:: Data extracts ::

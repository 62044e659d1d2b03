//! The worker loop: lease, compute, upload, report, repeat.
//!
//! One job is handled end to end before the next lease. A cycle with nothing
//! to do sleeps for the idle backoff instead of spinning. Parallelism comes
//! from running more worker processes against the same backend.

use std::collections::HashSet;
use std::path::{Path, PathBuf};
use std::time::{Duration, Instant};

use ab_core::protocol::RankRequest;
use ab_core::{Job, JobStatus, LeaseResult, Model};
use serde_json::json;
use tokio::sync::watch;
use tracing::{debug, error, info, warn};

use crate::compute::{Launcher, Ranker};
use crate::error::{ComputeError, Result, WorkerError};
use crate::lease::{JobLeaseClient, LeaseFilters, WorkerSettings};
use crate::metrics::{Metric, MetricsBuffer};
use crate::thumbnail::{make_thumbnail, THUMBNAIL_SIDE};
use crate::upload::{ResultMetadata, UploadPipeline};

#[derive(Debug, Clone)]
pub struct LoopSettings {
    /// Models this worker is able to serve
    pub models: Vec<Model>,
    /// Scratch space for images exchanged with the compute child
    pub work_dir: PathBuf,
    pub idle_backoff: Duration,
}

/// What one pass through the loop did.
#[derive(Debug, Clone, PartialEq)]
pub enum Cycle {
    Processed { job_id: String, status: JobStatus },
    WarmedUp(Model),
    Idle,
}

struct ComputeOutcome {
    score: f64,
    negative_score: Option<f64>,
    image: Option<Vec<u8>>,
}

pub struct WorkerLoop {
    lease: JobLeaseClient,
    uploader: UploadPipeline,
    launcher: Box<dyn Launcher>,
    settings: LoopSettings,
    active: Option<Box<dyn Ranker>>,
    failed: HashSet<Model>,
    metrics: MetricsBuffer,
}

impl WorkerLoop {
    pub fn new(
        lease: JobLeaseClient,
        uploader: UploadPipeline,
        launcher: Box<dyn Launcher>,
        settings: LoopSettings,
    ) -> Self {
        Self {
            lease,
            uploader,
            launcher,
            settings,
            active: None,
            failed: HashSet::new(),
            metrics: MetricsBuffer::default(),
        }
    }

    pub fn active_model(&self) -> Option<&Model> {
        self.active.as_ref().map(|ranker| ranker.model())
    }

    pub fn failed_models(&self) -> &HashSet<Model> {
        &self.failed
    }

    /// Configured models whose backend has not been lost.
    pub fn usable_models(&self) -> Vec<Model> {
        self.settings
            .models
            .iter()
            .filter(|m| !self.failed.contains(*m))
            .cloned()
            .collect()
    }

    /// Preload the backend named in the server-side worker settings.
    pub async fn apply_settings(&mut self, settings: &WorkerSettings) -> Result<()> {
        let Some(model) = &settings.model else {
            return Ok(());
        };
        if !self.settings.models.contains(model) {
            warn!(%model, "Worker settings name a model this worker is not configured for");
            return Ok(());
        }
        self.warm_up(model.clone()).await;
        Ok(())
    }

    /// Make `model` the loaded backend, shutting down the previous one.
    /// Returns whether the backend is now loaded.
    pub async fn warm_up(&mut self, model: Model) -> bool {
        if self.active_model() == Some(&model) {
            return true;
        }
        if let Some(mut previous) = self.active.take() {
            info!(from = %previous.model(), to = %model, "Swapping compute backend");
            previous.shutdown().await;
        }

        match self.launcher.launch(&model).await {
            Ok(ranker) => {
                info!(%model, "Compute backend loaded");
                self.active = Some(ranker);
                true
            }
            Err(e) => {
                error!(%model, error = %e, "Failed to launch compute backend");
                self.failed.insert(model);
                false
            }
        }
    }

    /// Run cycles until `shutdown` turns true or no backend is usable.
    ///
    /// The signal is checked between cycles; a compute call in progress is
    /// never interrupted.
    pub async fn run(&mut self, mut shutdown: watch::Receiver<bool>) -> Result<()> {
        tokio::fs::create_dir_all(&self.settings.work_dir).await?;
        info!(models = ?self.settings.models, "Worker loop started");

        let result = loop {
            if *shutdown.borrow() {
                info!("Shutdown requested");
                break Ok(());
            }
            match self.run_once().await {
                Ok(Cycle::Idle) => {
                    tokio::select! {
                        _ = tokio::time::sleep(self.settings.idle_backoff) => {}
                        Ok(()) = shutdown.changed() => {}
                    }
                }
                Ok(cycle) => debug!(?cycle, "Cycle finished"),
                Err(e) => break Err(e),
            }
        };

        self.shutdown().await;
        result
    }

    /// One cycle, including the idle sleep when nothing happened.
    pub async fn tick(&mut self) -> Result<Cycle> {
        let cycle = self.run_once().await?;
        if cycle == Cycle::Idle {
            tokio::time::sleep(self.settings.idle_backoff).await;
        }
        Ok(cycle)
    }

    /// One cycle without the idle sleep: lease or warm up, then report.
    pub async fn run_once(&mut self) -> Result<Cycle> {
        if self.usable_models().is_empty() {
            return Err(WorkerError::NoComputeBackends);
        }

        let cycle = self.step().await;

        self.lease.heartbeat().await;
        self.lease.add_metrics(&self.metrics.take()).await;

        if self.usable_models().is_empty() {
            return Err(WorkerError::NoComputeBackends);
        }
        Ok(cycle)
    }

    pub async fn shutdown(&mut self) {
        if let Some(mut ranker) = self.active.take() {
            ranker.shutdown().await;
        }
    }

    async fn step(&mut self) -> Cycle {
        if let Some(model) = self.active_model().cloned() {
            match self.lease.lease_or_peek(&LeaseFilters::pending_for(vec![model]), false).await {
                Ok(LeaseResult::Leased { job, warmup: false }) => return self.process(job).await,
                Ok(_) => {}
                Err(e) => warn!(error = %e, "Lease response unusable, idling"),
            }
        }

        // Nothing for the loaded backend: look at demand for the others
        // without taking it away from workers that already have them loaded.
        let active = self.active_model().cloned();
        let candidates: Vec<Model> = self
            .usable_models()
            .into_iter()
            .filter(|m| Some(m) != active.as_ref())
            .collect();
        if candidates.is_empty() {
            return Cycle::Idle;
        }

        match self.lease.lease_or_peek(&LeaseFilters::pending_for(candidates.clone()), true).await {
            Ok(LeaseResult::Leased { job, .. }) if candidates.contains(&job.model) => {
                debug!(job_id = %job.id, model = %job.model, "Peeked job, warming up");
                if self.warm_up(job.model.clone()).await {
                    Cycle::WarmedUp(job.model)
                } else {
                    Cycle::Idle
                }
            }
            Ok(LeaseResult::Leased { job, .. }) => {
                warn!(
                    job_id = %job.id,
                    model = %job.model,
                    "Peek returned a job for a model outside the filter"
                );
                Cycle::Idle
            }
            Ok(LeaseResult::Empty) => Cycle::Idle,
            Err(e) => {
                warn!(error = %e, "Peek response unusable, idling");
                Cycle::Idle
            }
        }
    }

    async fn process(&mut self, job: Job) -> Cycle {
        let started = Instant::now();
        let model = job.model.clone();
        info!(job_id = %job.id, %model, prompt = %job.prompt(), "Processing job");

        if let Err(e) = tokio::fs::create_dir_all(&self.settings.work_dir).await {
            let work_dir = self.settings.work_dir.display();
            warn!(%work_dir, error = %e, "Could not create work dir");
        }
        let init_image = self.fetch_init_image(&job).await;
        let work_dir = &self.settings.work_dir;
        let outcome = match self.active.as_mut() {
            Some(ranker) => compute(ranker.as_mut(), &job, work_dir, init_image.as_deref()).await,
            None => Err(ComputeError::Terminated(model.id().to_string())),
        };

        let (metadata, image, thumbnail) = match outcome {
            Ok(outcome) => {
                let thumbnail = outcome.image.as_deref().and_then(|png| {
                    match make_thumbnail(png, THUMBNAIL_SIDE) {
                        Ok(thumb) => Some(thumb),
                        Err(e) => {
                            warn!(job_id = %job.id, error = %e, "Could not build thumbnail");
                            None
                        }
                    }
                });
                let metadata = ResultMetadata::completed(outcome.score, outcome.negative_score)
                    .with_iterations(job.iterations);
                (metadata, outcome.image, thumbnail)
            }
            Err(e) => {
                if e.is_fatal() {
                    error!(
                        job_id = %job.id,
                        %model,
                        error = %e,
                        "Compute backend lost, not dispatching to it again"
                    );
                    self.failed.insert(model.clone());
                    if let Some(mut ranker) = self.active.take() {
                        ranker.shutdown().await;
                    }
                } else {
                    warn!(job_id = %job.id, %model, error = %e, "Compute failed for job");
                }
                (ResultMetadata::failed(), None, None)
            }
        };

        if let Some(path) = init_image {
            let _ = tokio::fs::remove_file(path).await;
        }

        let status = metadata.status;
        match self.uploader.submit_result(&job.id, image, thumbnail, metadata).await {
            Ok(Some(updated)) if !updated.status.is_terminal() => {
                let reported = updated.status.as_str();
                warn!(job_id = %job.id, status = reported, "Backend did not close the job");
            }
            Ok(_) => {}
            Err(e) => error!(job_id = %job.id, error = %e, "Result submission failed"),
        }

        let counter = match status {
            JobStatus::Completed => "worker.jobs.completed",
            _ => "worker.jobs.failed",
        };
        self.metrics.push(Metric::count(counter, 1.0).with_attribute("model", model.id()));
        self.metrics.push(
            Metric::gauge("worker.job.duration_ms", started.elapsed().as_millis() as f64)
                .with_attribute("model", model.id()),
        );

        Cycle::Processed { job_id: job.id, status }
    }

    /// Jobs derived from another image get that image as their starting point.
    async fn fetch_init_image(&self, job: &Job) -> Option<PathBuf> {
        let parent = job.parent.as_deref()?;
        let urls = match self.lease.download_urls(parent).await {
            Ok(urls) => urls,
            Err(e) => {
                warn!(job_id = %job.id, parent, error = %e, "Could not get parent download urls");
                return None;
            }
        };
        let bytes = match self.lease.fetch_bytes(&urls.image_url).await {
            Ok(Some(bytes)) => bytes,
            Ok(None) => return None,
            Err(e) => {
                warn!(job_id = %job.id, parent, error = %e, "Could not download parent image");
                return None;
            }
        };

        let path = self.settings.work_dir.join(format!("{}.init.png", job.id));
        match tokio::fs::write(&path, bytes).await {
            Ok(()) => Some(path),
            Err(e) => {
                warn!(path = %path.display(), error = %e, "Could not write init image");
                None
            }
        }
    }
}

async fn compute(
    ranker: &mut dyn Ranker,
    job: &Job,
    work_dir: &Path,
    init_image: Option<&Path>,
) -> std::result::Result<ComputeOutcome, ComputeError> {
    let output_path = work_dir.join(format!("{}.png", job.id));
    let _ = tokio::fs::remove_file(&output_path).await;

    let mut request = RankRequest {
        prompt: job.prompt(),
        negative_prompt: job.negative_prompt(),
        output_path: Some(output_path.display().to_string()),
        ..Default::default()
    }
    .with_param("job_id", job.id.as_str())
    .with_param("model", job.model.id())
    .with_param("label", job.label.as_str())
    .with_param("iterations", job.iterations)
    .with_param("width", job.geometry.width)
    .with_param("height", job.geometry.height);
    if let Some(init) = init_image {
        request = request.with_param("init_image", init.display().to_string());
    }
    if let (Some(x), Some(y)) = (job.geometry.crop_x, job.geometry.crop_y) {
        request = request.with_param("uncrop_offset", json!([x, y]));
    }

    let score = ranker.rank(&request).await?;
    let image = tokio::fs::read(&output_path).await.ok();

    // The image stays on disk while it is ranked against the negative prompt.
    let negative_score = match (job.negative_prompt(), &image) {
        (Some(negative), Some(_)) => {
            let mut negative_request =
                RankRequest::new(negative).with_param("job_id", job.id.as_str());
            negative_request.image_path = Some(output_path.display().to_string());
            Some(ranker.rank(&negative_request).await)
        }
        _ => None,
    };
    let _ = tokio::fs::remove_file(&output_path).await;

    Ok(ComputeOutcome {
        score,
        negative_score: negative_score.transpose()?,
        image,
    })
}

:::

• [Work item]
Write out exactly, and only, each line from the one with "Some(ranker.rank(&negative_request).await)" down to the last line of the records above.

• [Written solution]
            Some(ranker.rank(&negative_request).await)
        }
        _ => None,
    };
    let _ = tokio::fs::remove_file(&output_path).await;

    Ok(ComputeOutcome {
        score,
        negative_score: negative_score.transpose()?,
        image,
    })
}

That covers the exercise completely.